Mar nostra

téléchargement (1)Pour cette troisième soirée de l’Estivada, c’est une combinaison inédite qui était à l’honneur avec deux groupes très différents. Tout d’abord « Txarango », un ensemble de catalans bondissants et frénétiques, lequel sent bon la chaleur et la moiteur sensuelles des  vieux quartiers de Barcelone. De coloration très festive et énergique, rehaussée par des cuivres qui lui donnent un faux air de mariachis déjantés, cette bande de potes fait souffler un courant de fraîcheur et d’enthousiasme. Leur musique est une fusion bouillonnante de diverses inspirations où se mêlent une certaine indolence du reggae, le dynamisme de la rumba, des accents flamboyants de ska entre autres et surtout une chaleureuse présence . Pour  séduire encore davantage le public, au milieu de leur récital, ils ont proposé une exception en français, un hommage à Georges Brassens avec « la mauvaise réputation », en version pétillante assez surprenante.

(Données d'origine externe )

mod db;
mod memory;

pub use db::SqliteStore;
pub use memory::MemoryStore;

use crate::RiskbriefError;

/// Key the last submitted credential is stored under
pub const CREDENTIAL_KEY: &str = "openai_api_key";

/// Durable string key/value storage
#[async_trait::async_trait]
pub trait KeyValueStore: Send + Sync {
    async fn get(&self, key: &str) -> Result<Option<String>, RiskbriefError>;

    async fn set(&self, key: &str, value: &str) -> Result<(), RiskbriefError>;
}

/// Read the saved credential used to prefill the form at startup
pub async fn load_saved_credential(store: &dyn KeyValueStore) -> Option<String> {
    match store.get(CREDENTIAL_KEY).await {
        Ok(value) => value.filter(|v| !v.is_empty()),
        Err(e) => {
            tracing::warn!("Could not read saved credential: {}", e);
            None
        }
    }
}

#[cfg(test)]
mod tests {
    use super::*;

    #[tokio::test]
    async fn test_load_saved_credential_missing() {
        let store = MemoryStore::new();
        assert_eq!(load_saved_credential(&store).await, None);
    }

    #[tokio::test]
    async fn test_load_saved_credential_present() {
        let store = MemoryStore::new();
        store.set(CREDENTIAL_KEY, "sk-test").await.unwrap();
        assert_eq!(
            load_saved_credential(&store).await,
            Some("sk-test".to_string())
        );
    }
}
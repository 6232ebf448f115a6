use riskbrief::llm::{build_request, ChatTransport, OpenAiTransport, OPENAI_CHAT_URL};
use riskbrief::pipeline::{AnalysisPipeline, ConsoleNotifier, DirectorySink};
use riskbrief::store::{load_saved_credential, SqliteStore};
use riskbrief::RiskbriefError;
use serde_json::json;
use std::sync::Arc;
use tempfile::TempDir;
use tokio::io::{AsyncReadExt, AsyncWriteExt};
use tokio::net::{TcpListener, TcpStream};
use tokio::task::JoinHandle;

/// Serve a single canned HTTP response and hand back the raw request
async fn serve_once(status_line: &'static str, body: String) -> (String, JoinHandle<String>) {
    let listener = TcpListener::bind("127.0.0.1:0").await.unwrap();
    let addr = listener.local_addr().unwrap();

    let handle = tokio::spawn(async move {
        let (mut socket, _) = listener.accept().await.unwrap();
        let request = read_request(&mut socket).await;

        let response = format!(
            "HTTP/1.1 {}\r\nContent-Type: application/json\r\nContent-Length: {}\r\nConnection: close\r\n\r\n{}",
            status_line,
            body.len(),
            body
        );
        socket.write_all(response.as_bytes()).await.unwrap();
        socket.shutdown().await.ok();
        request
    });

    (format!("http://{}/v1/chat/completions", addr), handle)
}

async fn read_request(socket: &mut TcpStream) -> String {
    let mut buf = Vec::new();
    let mut chunk = [0u8; 4096];

    loop {
        let n = socket.read(&mut chunk).await.unwrap();
        if n == 0 {
            break;
        }
        buf.extend_from_slice(&chunk[..n]);

        if let Some(header_end) = buf.windows(4).position(|w| w == b"\r\n\r\n") {
            let headers = String::from_utf8_lossy(&buf[..header_end]).to_lowercase();
            let content_length = headers
                .lines()
                .find_map(|line| line.strip_prefix("content-length:"))
                .and_then(|v| v.trim().parse::<usize>().ok())
                .unwrap_or(0);
            if buf.len() >= header_end + 4 + content_length {
                break;
            }
        }
    }

    String::from_utf8_lossy(&buf).to_string()
}

fn local_transport(endpoint: &str) -> OpenAiTransport {
    let client = reqwest::Client::builder().no_proxy().build().unwrap();
    OpenAiTransport::with_client(endpoint, client)
}

fn envelope_with(content: &str) -> String {
    json!({
        "id": "chatcmpl-1",
        "object": "chat.completion",
        "choices": [{ "index": 0, "message": { "role": "assistant", "content": content } }],
        "usage": { "total_tokens": 42 }
    })
    .to_string()
}

#[test]
fn test_default_endpoint() {
    assert_eq!(OpenAiTransport::new().endpoint(), OPENAI_CHAT_URL);
    assert_eq!(OPENAI_CHAT_URL, "https://api.openai.com/v1/chat/completions");
}

#[tokio::test]
async fn test_transport_sends_bearer_and_json_body() {
    let (endpoint, server) = serve_once("200 OK", envelope_with("{}")).await;
    let transport = local_transport(&endpoint);

    let reply = transport
        .post_chat("sk-test", &build_request("Acme"))
        .await
        .unwrap();
    assert_eq!(reply.status, 200);

    let raw = server.await.unwrap();
    let lower = raw.to_lowercase();
    assert!(lower.starts_with("post /v1/chat/completions"));
    assert!(lower.contains("authorization: bearer sk-test"));
    assert!(lower.contains("content-type: application/json"));

    let body_start = raw.find("\r\n\r\n").unwrap() + 4;
    let body: serde_json::Value = serde_json::from_str(&raw[body_start..]).unwrap();
    assert_eq!(body["model"], "gpt-4");
    assert_eq!(body["temperature"], 0.7);
    assert_eq!(body["messages"].as_array().unwrap().len(), 1);
    assert_eq!(body["messages"][0]["role"], "user");
    assert!(body["messages"][0]["content"]
        .as_str()
        .unwrap()
        .contains("on the company: \"Acme\"."));
}

#[tokio::test]
async fn test_transport_returns_error_status_and_body() {
    let (endpoint, server) = serve_once("401 Unauthorized", "invalid key".to_string()).await;
    let transport = local_transport(&endpoint);

    let reply = transport
        .post_chat("sk-bad", &build_request("Acme"))
        .await
        .unwrap();
    server.await.unwrap();

    assert_eq!(reply.status, 401);
    assert_eq!(reply.body, "invalid key");
    assert!(!reply.is_success());
}

#[tokio::test]
async fn test_transport_connection_refused() {
    let listener = TcpListener::bind("127.0.0.1:0").await.unwrap();
    let addr = listener.local_addr().unwrap();
    drop(listener);

    let transport = local_transport(&format!("http://{}/v1/chat/completions", addr));
    let err = transport
        .post_chat("sk-test", &build_request("Acme"))
        .await
        .unwrap_err();

    assert!(matches!(
        err,
        RiskbriefError::RemoteService { status: None, .. }
    ));
}

#[tokio::test]
async fn test_pipeline_writes_file_and_remembers_key() {
    let temp_dir = TempDir::new().unwrap();
    let store_path = temp_dir.path().join("store.db");
    let output_dir = temp_dir.path().join("out");

    let (endpoint, server) = serve_once("200 OK", envelope_with("{\"risk_score\": 3}")).await;

    let store = Arc::new(SqliteStore::new(&store_path).await.unwrap());
    let pipeline = AnalysisPipeline::new(
        store,
        Arc::new(local_transport(&endpoint)),
        Arc::new(DirectorySink::new(&output_dir)),
        Arc::new(ConsoleNotifier),
    );

    let filename = pipeline.submit("Acme", " sk-live ").await.unwrap();
    server.await.unwrap();

    assert_eq!(filename, "Acme_analysis.json");
    assert!(!pipeline.is_loading());

    let written = std::fs::read_to_string(output_dir.join("Acme_analysis.json")).unwrap();
    let parsed: serde_json::Value = serde_json::from_str(&written).unwrap();
    assert_eq!(parsed, json!({ "risk_score": 3 }));

    // Next startup reads the key back
    drop(pipeline);
    let reopened = SqliteStore::new(&store_path).await.unwrap();
    assert_eq!(
        load_saved_credential(&reopened).await,
        Some("sk-live".to_string())
    );
}

#[tokio::test]
async fn test_pipeline_unauthorized_writes_nothing() {
    let temp_dir = TempDir::new().unwrap();
    let output_dir = temp_dir.path().join("out");

    let (endpoint, server) = serve_once("401 Unauthorized", "invalid key".to_string()).await;

    let pipeline = AnalysisPipeline::new(
        Arc::new(SqliteStore::new(&temp_dir.path().join("store.db")).await.unwrap()),
        Arc::new(local_transport(&endpoint)),
        Arc::new(DirectorySink::new(&output_dir)),
        Arc::new(ConsoleNotifier),
    );

    let err = pipeline.submit("Acme", "sk-bad").await.unwrap_err();
    server.await.unwrap();

    let message = err.to_string();
    assert!(message.contains("401"));
    assert!(message.contains("invalid key"));
    assert!(!output_dir.join("Acme_analysis.json").exists());
    assert!(!pipeline.is_loading());
}
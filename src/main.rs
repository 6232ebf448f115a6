use anyhow::Result;
use clap::Parser;
use riskbrief::llm::{self, OpenAiTransport};
use riskbrief::pipeline::{
    AnalysisPipeline, ArtifactSink, ConsoleNotifier, DirectorySink, Notifier, StdoutSink,
};
use riskbrief::store::{self, KeyValueStore, MemoryStore, SqliteStore};
use riskbrief::{config, tui};
use std::path::PathBuf;
use std::sync::Arc;
use tracing_subscriber::{layer::SubscriberExt, util::SubscriberInitExt};

#[derive(Parser, Debug)]
#[command(name = "riskbrief")]
#[command(about = "Ask an LLM for a company due-diligence brief and save it as JSON")]
#[command(version)]
struct Args {
    /// Company to analyze
    #[arg(long)]
    company: Option<String>,

    /// API key (defaults to the key saved by the last run)
    #[arg(long)]
    api_key: Option<String>,

    /// Submit directly without the interactive form
    #[arg(long)]
    direct: bool,

    /// Directory the JSON file is written to
    #[arg(long)]
    output_dir: Option<PathBuf>,

    /// Write the JSON to stdout instead of a file
    #[arg(long)]
    stdout: bool,

    /// Print the prompt that would be sent for --company and exit
    #[arg(long)]
    show_prompt: bool,

    /// Keep the API key in memory only for this run
    #[arg(long)]
    ephemeral: bool,
}

#[tokio::main]
async fn main() -> Result<()> {
    // Initialize logging
    tracing_subscriber::registry()
        .with(
            tracing_subscriber::EnvFilter::try_from_default_env()
                .unwrap_or_else(|_| "riskbrief=info".into()),
        )
        .with(tracing_subscriber::fmt::layer().with_writer(std::io::stderr))
        .init();

    let args = Args::parse();

    if args.show_prompt {
        let company = args.company.as_deref().unwrap_or_default().trim();
        if company.is_empty() {
            anyhow::bail!("--show-prompt needs --company");
        }
        println!("{}", llm::prompt::analysis_prompt(company));
        return Ok(());
    }

    // Load configuration
    let config = config::load_config()?;

    // Initialize credential store
    let store: Arc<dyn KeyValueStore> = if args.ephemeral {
        Arc::new(MemoryStore::new())
    } else {
        Arc::new(SqliteStore::new(&config.store.resolved_path()).await?)
    };

    let saved_key = store::load_saved_credential(store.as_ref()).await;
    let api_key = args.api_key.clone().or(saved_key).unwrap_or_default();
    let company = args.company.clone().unwrap_or_default();

    let (company, api_key) = if args.direct {
        (company, api_key)
    } else {
        match tui::run_form(&config, &company, &api_key).await? {
            Some(values) => (values.company, values.api_key),
            None => {
                println!("Cancelled.");
                return Ok(());
            }
        }
    };

    let sink: Arc<dyn ArtifactSink> = if args.stdout || config.output.stdout {
        Arc::new(StdoutSink)
    } else {
        let directory = args
            .output_dir
            .clone()
            .unwrap_or_else(|| config.output.resolved_directory());
        Arc::new(DirectorySink::new(directory))
    };

    let notifier: Arc<dyn Notifier> = if args.direct {
        Arc::new(ConsoleNotifier)
    } else {
        Arc::new(tui::TuiNotifier::new(&config))
    };

    let pipeline = AnalysisPipeline::new(store, Arc::new(OpenAiTransport::new()), sink, notifier);

    if !args.direct {
        eprintln!("Analyzing {}...", company.trim());
    }

    // The pipeline has already reported the outcome to the user
    if pipeline.submit(&company, &api_key).await.is_err() {
        std::process::exit(1);
    }

    Ok(())
}
//! The submission pipeline: validate, persist the credential, ask the remote
//! service, emit the parsed result, notify once.

mod artifact;
mod input;
mod notify;
mod runner;

pub use artifact::{
    artifact_name, render_artifact, sanitize_file_name, ArtifactSink, DirectorySink, StdoutSink,
};
pub use input::SubmissionInput;
pub use notify::{ConsoleNotifier, NoticeKind, Notifier};
pub use runner::{AnalysisPipeline, LoadingFlag, LoadingGuard, SUCCESS_MESSAGE};
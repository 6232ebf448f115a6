use super::KeyValueStore;
use crate::RiskbriefError;
use sqlx::{sqlite::SqlitePoolOptions, SqlitePool};
use std::path::Path;
use std::time::{SystemTime, UNIX_EPOCH};

/// SQLite-backed key/value store
pub struct SqliteStore {
    pool: SqlitePool,
}

impl SqliteStore {
    pub async fn new(path: &Path) -> Result<Self, RiskbriefError> {
        // Ensure parent directory exists
        if let Some(parent) = path.parent() {
            std::fs::create_dir_all(parent)?;
        }

        let database_url = format!("sqlite:{}?mode=rwc", path.display());

        let pool = SqlitePoolOptions::new()
            .max_connections(1)
            .connect(&database_url)
            .await?;

        let store = SqliteStore { pool };
        store.run_migrations().await?;

        Ok(store)
    }

    async fn run_migrations(&self) -> Result<(), sqlx::Error> {
        sqlx::query(
            r#"
            CREATE TABLE IF NOT EXISTS kv_entries (
                key TEXT PRIMARY KEY,
                value TEXT NOT NULL,
                updated_at INTEGER NOT NULL
            )
            "#,
        )
        .execute(&self.pool)
        .await?;

        Ok(())
    }
}

#[async_trait::async_trait]
impl KeyValueStore for SqliteStore {
    async fn get(&self, key: &str) -> Result<Option<String>, RiskbriefError> {
        let row: Option<(String,)> = sqlx::query_as("SELECT value FROM kv_entries WHERE key = ?")
            .bind(key)
            .fetch_optional(&self.pool)
            .await?;

        Ok(row.map(|(value,)| value))
    }

    async fn set(&self, key: &str, value: &str) -> Result<(), RiskbriefError> {
        sqlx::query(
            r#"
            INSERT INTO kv_entries (key, value, updated_at)
            VALUES (?, ?, ?)
            ON CONFLICT(key) DO UPDATE SET
                value = excluded.value,
                updated_at = excluded.updated_at
            "#,
        )
        .bind(key)
        .bind(value)
        .bind(current_timestamp())
        .execute(&self.pool)
        .await?;

        Ok(())
    }
}

fn current_timestamp() -> i64 {
    SystemTime::now()
        .duration_since(UNIX_EPOCH)
        .map(|d| d.as_secs() as i64)
        .unwrap_or(0)
}
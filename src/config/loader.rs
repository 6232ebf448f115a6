use super::Config;
use anyhow::Result;
use std::path::{Path, PathBuf};

/// Load configuration from file or return defaults
pub fn load_config() -> Result<Config> {
    load_config_from(&get_config_path())
}

pub fn load_config_from(config_path: &Path) -> Result<Config> {
    if config_path.exists() {
        let contents = std::fs::read_to_string(config_path)?;
        let config: Config = toml::from_str(&contents)?;
        tracing::debug!("Loaded config from {:?}", config_path);
        Ok(config)
    } else {
        // Create default config directory if it doesn't exist
        if let Some(parent) = config_path.parent() {
            std::fs::create_dir_all(parent)?;
        }
        Ok(Config::default())
    }
}

/// Get the path to the config file
fn get_config_path() -> PathBuf {
    directories::ProjectDirs::from("", "", "riskbrief")
        .map(|dirs| dirs.config_dir().join("config.toml"))
        .unwrap_or_else(|| PathBuf::from("~/.config/riskbrief/config.toml"))
}
mod loader;

pub use loader::{load_config, load_config_from};

use serde::{Deserialize, Serialize};
use std::path::PathBuf;

#[derive(Debug, Clone, Default, Serialize, Deserialize)]
pub struct Config {
    #[serde(default)]
    pub store: StoreConfig,
    #[serde(default)]
    pub output: OutputConfig,
    #[serde(default)]
    pub ui: UiConfig,
}

#[derive(Debug, Clone, Serialize, Deserialize)]
pub struct StoreConfig {
    #[serde(default = "default_store_path")]
    pub path: PathBuf,
}

fn default_store_path() -> PathBuf {
    directories::ProjectDirs::from("", "", "riskbrief")
        .map(|dirs| dirs.data_dir().join("store.db"))
        .unwrap_or_else(|| PathBuf::from("~/.local/share/riskbrief/store.db"))
}

impl Default for StoreConfig {
    fn default() -> Self {
        Self {
            path: default_store_path(),
        }
    }
}

impl StoreConfig {
    /// Store path with `~` expanded
    pub fn resolved_path(&self) -> PathBuf {
        expand_path(&self.path)
    }
}

#[derive(Debug, Clone, Serialize, Deserialize)]
pub struct OutputConfig {
    #[serde(default = "default_output_directory")]
    pub directory: PathBuf,
    /// Write the artifact to stdout instead of a file
    #[serde(default)]
    pub stdout: bool,
}

fn default_output_directory() -> PathBuf {
    PathBuf::from(".")
}

impl Default for OutputConfig {
    fn default() -> Self {
        Self {
            directory: default_output_directory(),
            stdout: false,
        }
    }
}

impl OutputConfig {
    pub fn resolved_directory(&self) -> PathBuf {
        expand_path(&self.directory)
    }
}

#[derive(Debug, Clone, Serialize, Deserialize)]
pub struct UiConfig {
    #[serde(default = "default_theme")]
    pub theme: String,
    #[serde(default = "default_mask_credential")]
    pub mask_credential: bool,
}

fn default_theme() -> String {
    "dark".to_string()
}

fn default_mask_credential() -> bool {
    true
}

impl Default for UiConfig {
    fn default() -> Self {
        Self {
            theme: default_theme(),
            mask_credential: default_mask_credential(),
        }
    }
}

fn expand_path(path: &std::path::Path) -> PathBuf {
    let raw = path.to_string_lossy();
    PathBuf::from(shellexpand::tilde(&raw).to_string())
}
//! # Chime Common Library
//!
//! Shared code for the chime notification-sound daemon and its clients:
//! - Event wire types (NotificationEvent, Priority, SubmitOutcome)
//! - Audit records and the AuditBus
//! - Configuration loading and validation
//! - Clock abstraction (monotonic + wall time)

pub mod config;
pub mod error;
pub mod events;
pub mod time;

pub use error::{Error, Result};
pub use events::{NotificationEvent, Priority, SubmitOutcome};
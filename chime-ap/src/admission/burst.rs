//! Burst detection with timed lockout
//!
//! Keeps the arrival timestamps that fall inside the trailing window. When
//! one more arrival would push the count over the limit, the event type is
//! locked out for the configured duration.

use chime_common::config::BurstConfig;
use chime_common::events::BlockReason;
use std::collections::VecDeque;
use std::time::{Duration, Instant};

#[derive(Debug, Default, Clone)]
pub struct BurstWindow {
    /// Oldest first; every entry is `>= now - window` after pruning
    arrivals: VecDeque<Instant>,
    lock_until: Option<Instant>,
}

impl BurstWindow {
    pub fn new() -> Self {
        Self::default()
    }

    /// Drop arrivals older than the trailing window
    pub fn prune(&mut self, now: Instant, window: Duration) {
        while let Some(&oldest) = self.arrivals.front() {
            if now.saturating_duration_since(oldest) > window {
                self.arrivals.pop_front();
            } else {
                break;
            }
        }
        if matches!(self.lock_until, Some(until) if until <= now) {
            self.lock_until = None;
        }
    }

    /// Evaluate one arrival, recording it when it passes
    pub fn admit(&mut self, now: Instant, config: &BurstConfig) -> Result<(), BlockReason> {
        self.prune(now, config.window());

        if self.is_locked(now) {
            return Err(BlockReason::BurstLockout);
        }

        if self.arrivals.len() + 1 > config.limit as usize {
            self.lock_until = Some(now + config.lockout());
            return Err(BlockReason::BurstExceeded);
        }

        self.arrivals.push_back(now);
        Ok(())
    }

    pub fn is_locked(&self, now: Instant) -> bool {
        matches!(self.lock_until, Some(until) if until > now)
    }

    /// Time left on the lockout, if one is active
    pub fn lockout_remaining(&self, now: Instant) -> Option<Duration> {
        self.lock_until
            .filter(|until| *until > now)
            .map(|until| until - now)
    }

    pub fn len(&self) -> usize {
        self.arrivals.len()
    }

    pub fn is_empty(&self) -> bool {
        self.arrivals.is_empty()
    }
}
//! Event types for the chime event system
//!
//! Provides the notification wire types, the audit record emitted for every
//! admission and dispatch decision, and the AuditBus that fans those records
//! out to loggers, metrics collectors and SSE clients.

mod audit_types;
mod notification_types;

pub use audit_types::{AuditDecision, AuditReason, BlockReason, DispatchFailure, MergeReason};
pub use notification_types::{NotificationEvent, Priority, SubmitOutcome};

use chrono::{DateTime, Utc};
use serde::{Deserialize, Serialize};
use tokio::sync::broadcast;

/// One audit record per gate decision or dispatch result
#[derive(Debug, Clone, PartialEq, Serialize, Deserialize)]
pub struct AuditRecord {
    pub event_type: String,
    pub sound_id: String,
    pub source: Option<String>,
    pub decision: AuditDecision,
    #[serde(skip_serializing_if = "Option::is_none")]
    pub reason: Option<AuditReason>,
    /// Free-form detail, e.g. the executor's error message
    #[serde(skip_serializing_if = "Option::is_none")]
    pub detail: Option<String>,
    /// Number of merged occurrences this record stands for
    #[serde(skip_serializing_if = "Option::is_none")]
    pub occurrences: Option<u32>,
    pub timestamp: DateTime<Utc>,
}

impl AuditRecord {
    pub fn new(
        event_type: impl Into<String>,
        sound_id: impl Into<String>,
        decision: AuditDecision,
    ) -> Self {
        Self {
            event_type: event_type.into(),
            sound_id: sound_id.into(),
            source: None,
            decision,
            reason: None,
            detail: None,
            occurrences: None,
            timestamp: crate::time::now(),
        }
    }

    pub fn with_reason(mut self, reason: impl Into<AuditReason>) -> Self {
        self.reason = Some(reason.into());
        self
    }

    pub fn with_detail(mut self, detail: impl Into<String>) -> Self {
        self.detail = Some(detail.into());
        self
    }

    pub fn with_source(mut self, source: Option<String>) -> Self {
        self.source = source;
        self
    }

    pub fn with_occurrences(mut self, occurrences: u32) -> Self {
        self.occurrences = Some(occurrences);
        self
    }
}

/// Broadcast bus for audit records
///
/// Every subscriber receives every record emitted after it subscribed.
/// Slow subscribers lag and lose the oldest records rather than stalling
/// the pipeline.
pub struct AuditBus {
    tx: broadcast::Sender<AuditRecord>,
    capacity: usize,
}

impl AuditBus {
    /// Creates a new AuditBus with specified channel capacity
    ///
    /// # Examples
    ///
    /// ```
    /// use chime_common::events::AuditBus;
    ///
    /// let bus = AuditBus::new(256);
    /// assert_eq!(bus.capacity(), 256);
    /// ```
    pub fn new(capacity: usize) -> Self {
        let (tx, _) = broadcast::channel(capacity);
        Self { tx, capacity }
    }

    /// Subscribe to all future audit records
    pub fn subscribe(&self) -> broadcast::Receiver<AuditRecord> {
        self.tx.subscribe()
    }

    /// Emit a record, ignoring the case where nobody is listening
    ///
    /// # Examples
    ///
    /// ```
    /// use chime_common::events::{AuditBus, AuditDecision, AuditRecord};
    ///
    /// let bus = AuditBus::new(16);
    /// bus.emit_lossy(AuditRecord::new("stop", "bundled:stop", AuditDecision::Admitted));
    /// ```
    pub fn emit_lossy(&self, record: AuditRecord) {
        let _ = self.tx.send(record);
    }

    /// Get the current number of active subscribers
    pub fn subscriber_count(&self) -> usize {
        self.tx.receiver_count()
    }

    /// Get the configured channel capacity
    pub fn capacity(&self) -> usize {
        self.capacity
    }
}

impl Default for AuditBus {
    fn default() -> Self {
        Self::new(1024)
    }
}

#[cfg(test)]
mod tests {
    use super::*;

    #[tokio::test]
    async fn test_audit_bus_delivers_to_subscribers() {
        let bus = AuditBus::new(8);
        let mut rx = bus.subscribe();
        assert_eq!(bus.subscriber_count(), 1);

        bus.emit_lossy(
            AuditRecord::new("stop", "bundled:stop", AuditDecision::Blocked)
                .with_reason(BlockReason::Cooldown),
        );

        let record = rx.recv().await.unwrap();
        assert_eq!(record.event_type, "stop");
        assert_eq!(record.decision, AuditDecision::Blocked);
        assert_eq!(record.reason, Some(AuditReason::Cooldown));
    }

    #[test]
    fn test_emit_without_subscribers_is_silent() {
        let bus = AuditBus::new(8);
        bus.emit_lossy(AuditRecord::new("stop", "bundled:stop", AuditDecision::Admitted));
        assert_eq!(bus.subscriber_count(), 0);
    }

    #[test]
    fn test_audit_record_serialization_skips_empty_fields() {
        let record = AuditRecord::new("stop", "bundled:stop", AuditDecision::Merged)
            .with_reason(MergeReason::Dedup);
        let json = serde_json::to_value(&record).unwrap();

        assert_eq!(json["decision"], "merged");
        assert_eq!(json["reason"], "dedup");
        assert!(json.get("detail").is_none());
        assert!(json.get("occurrences").is_none());
    }
}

Intermède ensuite ponctué des nouvelles vidéo projetées sur les deux écrans qui entourent la grande scène : un court métrage d’animation fort instructif sur l’histoire de l’assurance chômage et le régime dit des intermittents, pédagogique en diable et sans concession, mais aussi les délires jouissifs de  Detz TV, un condensé d’humour joyeux et décapant.                 téléchargement (2)Pour conclure, place à Pythéas, du nom d’un explorateur scientifique, l’un des plus importants de l’Antiquité, originaire de la cité phocéenne, qui lui fait dans un tout autre style : du dub électro-acoustique mâtiné de variations de musique orientale. Une conjugaison qui  mêle la verve d’un chanteur prolixe, casquette vissée sur la tête, les envolées du violon arabe ou de l’oud, et le côté un peu futuriste des synthétiseurs qui permettent de triturer les sons pour mieux les déformer, les prolonger d’écho en écho et autres variations, tout pour installer une atmosphère un peu vaporeuse. On retrouve les charmes voluptueux de la place Jeema el-Fna, la langueur d’un été qui s’étire et des mélopées orientales incandescentes. On embarque pour un voyage au long cours tout en chaloupé harmonieux, où la poésie occitane retentit de revendications plus actuelles sur le rôle  de l’immigration notamment.                                                           Une soirée aussi éclectique qu’inventive.